Thursday, May 14, 2015

Get a Grip

Want to be able to hit a home run? How about rock climb like a pro? What about changing the bottle on the water fountain at the office? Perhaps, like most people whom strength train, you want to deadlift enough weight to shake the building when you put the weight down. All of these activities have one thing in common; to excel at it a person’s grip strength needs to outstanding. Limp-wristed, weak, floppy hand shaking is not going to cut it. From every day activities to peak performance in athletics, success goes those with the strongest grips. When most people think of grip in relation to exercise, they think of hand positioning and grip width. It is rare that the average gym goer thinks of grip strength as a limiting factor in success in strength training.

Alternating hand position and grip width is an excellent way of creating minor variations in a given exercise to create a slightly different stimulation to the muscles during training. There are five different grips that can be used to hold barbells, dumb bells, kettle bells, or machines. The pronated grip has the palms down and knuckles up. The supinated grip is the opposite with the knuckles down and the palms up. Sometimes these grips are referred to as overhand and underhand, respectively.  A neutral grip has the knuckles running vertical to the ground, like during a hand shake. An alternated grip has one hand that is pronated and one that is supinated. Finally, there is the hook grip which is similar to the pronated grip. However, with the hook grip the thumbs are resting on the bar underneath of the fingers instead of wrapping around the bar. Grip width is determined by the placement of the hands on the bar in relation to the shoulders. A common grip is at or slightly wider than shoulder-width; narrow is narrower than the shoulders; wide is wider. Five different grips in three different positions; it is possible to create up to 125 different variations of a given exercise just by changing the grip. Feel like the effectiveness of an exercise has worn off? Try the same exercise with a different grip.


Now, how to improve that grip strength to go from floppy dead fish handshake to bone-crushing vice grips? After all, male or female, no one likes shaking hands with limp fish. To be clear, there is a 
difference in training for an increase in the size of the forearms and an increase in grip strength. The few people who actually make a focused effort to train their forearms probably use a variation of wrist curls. While wrist curls are an excellent way to improve forearm size and strength, they completely miss three other aspects of grip strength. The three other types of grip strength are passive crushing, active crushing, and pinch gripping. Pay attention, we are talking about crushing stuff. Grip strengthening just got more interesting didn’t it?

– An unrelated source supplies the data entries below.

//! Dequantization Functions
//!
//! Functions for mapping quantized values back to real numbers and measuring
//! the error introduced by quantization.
//!
//! @version 0.1.0
//! @author Qlinear Development Team

use rayon::prelude::*;
use serde::{Deserialize, Serialize};

use crate::error::{QuantError, QuantResult};
use crate::types::{QuantizedData, RealValue, ZeroPoint};

// =============================================================================
// Public API
// =============================================================================

/// Dequantizes values with the affine map `scale * (q - zero_point)`.
///
/// Float8 codes are decoded and multiplied by `scale`; their zero point must
/// be zero.
///
/// # Example
/// ```ignore
/// use qlinear_quant::{dequantize, quantize_data, StorageType};
///
/// let data = [-1.0f32, 0.0, 2.0];
/// let weight = quantize_data(&data, StorageType::QInt8, true, false, None, None, None)?;
/// let restored = dequantize(&weight.quantized, weight.scale, weight.zero_point)?;
/// ```
pub fn dequantize<T: RealValue>(
    quantized: &QuantizedData,
    scale: T,
    zero_point: ZeroPoint,
) -> QuantResult<Vec<f32>> {
    let scale = scale.to_f32();
    match quantized {
        QuantizedData::I8(v) => {
            let zero_point = integer_zero_point(quantized, zero_point)?;
            Ok(dequantize_integers(v, zero_point, scale))
        }
        QuantizedData::U8(v) => {
            let zero_point = integer_zero_point(quantized, zero_point)?;
            Ok(dequantize_integers(v, zero_point, scale))
        }
        QuantizedData::I16(v) => {
            let zero_point = integer_zero_point(quantized, zero_point)?;
            Ok(dequantize_integers(v, zero_point, scale))
        }
        QuantizedData::U16(v) => {
            let zero_point = integer_zero_point(quantized, zero_point)?;
            Ok(dequantize_integers(v, zero_point, scale))
        }
        QuantizedData::F8E4M3Fn(codes) => {
            if !zero_point.is_zero() {
                return Err(QuantError::UnsupportedOperation(format!(
                    "float8 values cannot be dequantized with zero point {zero_point}"
                )));
            }
            Ok(codes.par_iter().map(|code| code.to_f32() * scale).collect())
        }
    }
}

fn integer_zero_point(quantized: &QuantizedData, zero_point: ZeroPoint) -> QuantResult<i32> {
    zero_point.as_i32().ok_or_else(|| {
        QuantError::ZeroPointType(format!(
            "{} values cannot be dequantized with a {} zero point",
            quantized.storage_type(),
            zero_point.storage_type()
        ))
    })
}

fn dequantize_integers<Q>(values: &[Q], zero_point: i32, scale: f32) -> Vec<f32>
where
    Q: Copy + Into<i32> + Sync,
{
    values
        .par_iter()
        .map(|&q| (q.into() - zero_point) as f32 * scale)
        .collect()
}

// =============================================================================
// Error Metrics
// =============================================================================

/// Root mean squared error between `original` and `restored`.
///
/// # Errors
/// `InvalidData` if the lengths differ.
pub fn quantization_error<T: RealValue>(original: &[T], restored: &[f32]) -> QuantResult<f32> {
    check_lengths(original.len(), restored.len())?;
    if original.is_empty() {
        return Ok(0.0);
    }

    let mse = original
        .iter()
        .zip(restored)
        .map(|(a, b)| (a.to_f32() - b).powi(2))
        .sum::<f32>()
        / original.len() as f32;

    Ok(mse.sqrt())
}

/// Statistics about quantization error.
#[derive(Debug, Clone, Copy, PartialEq, Serialize, Deserialize)]
pub struct QuantizationStats {
    /// Root mean squared error.
    pub rmse: f32,
    /// Maximum absolute error.
    pub max_error: f32,
    /// Mean absolute error.
    pub mean_error: f32,
}

/// Computes error statistics between `original` and `restored`.
pub fn compute_quantization_stats<T: RealValue>(
    original: &[T],
    restored: &[f32],
) -> QuantResult<QuantizationStats> {
    let rmse = quantization_error(original, restored)?;

    let errors = original
        .iter()
        .zip(restored)
        .map(|(a, b)| (a.to_f32() - b).abs());
    let max_error = errors.clone().fold(0.0f32, f32::max);
    let mean_error = if original.is_empty() {
        0.0
    } else {
        errors.sum::<f32>() / original.len() as f32
    };

    Ok(QuantizationStats {
        rmse,
        max_error,
        mean_error,
    })
}

fn check_lengths(expected: usize, actual: usize) -> QuantResult<()> {
    if expected != actual {
        return Err(QuantError::InvalidData(format!(
            "length mismatch: {expected} original values, {actual} restored values"
        )));
    }
    Ok(())
}

// =============================================================================
// Tests
// =============================================================================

Passive crushing is when the grip is challenged to hold on to an object that is too heavy; the muscles must tense around the object to keep it from slipping out of grasp. This happens when a person struggles against gravity to avoid dropping a dumb bell or barbell because the strength in the hands
holding on to it is beginning to fade. An excellent way to train this is to make the object thicker. Use an implement like fat gripz on dumb bells or barbells. If your gym does not have any wrap a towel around the bar or cut some small pieces of foam pipe insulation to wrap around the handles.

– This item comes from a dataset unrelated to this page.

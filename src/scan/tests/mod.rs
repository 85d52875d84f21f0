pub mod helpers;
mod tests_buffers;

Active crushing involves squeezing on to an object in an attempt to make it move, this is where those infamous hand pincers come into play. It sounds corny but it is one of the best ways to strengthen the grip. The key here is not to perform this for reps but from time under tension, or, duration. Hold the grip against the resistance for as long as possible.



The final aspect of grip strength is pinch gripping. Passive and active crushing trains the muscles in the palm of the hand and forearm while pinch gripping shifts the focus into the strength of the fingers and thumb. Pinch gripping is performed by grabbing on to an object using only the finger and thumbs and squeezing it. As with passive gripping, the wider the object is, the harder this will be. Like active crushing, pinch gripping is also trained by duration or time under tension.


No one likes a weak handshake. I do not like missing deadlift PRs because my hands cannot hold the weight. The solution to both of these problems is to develop bone crushing grip strength. Popeye would be proud.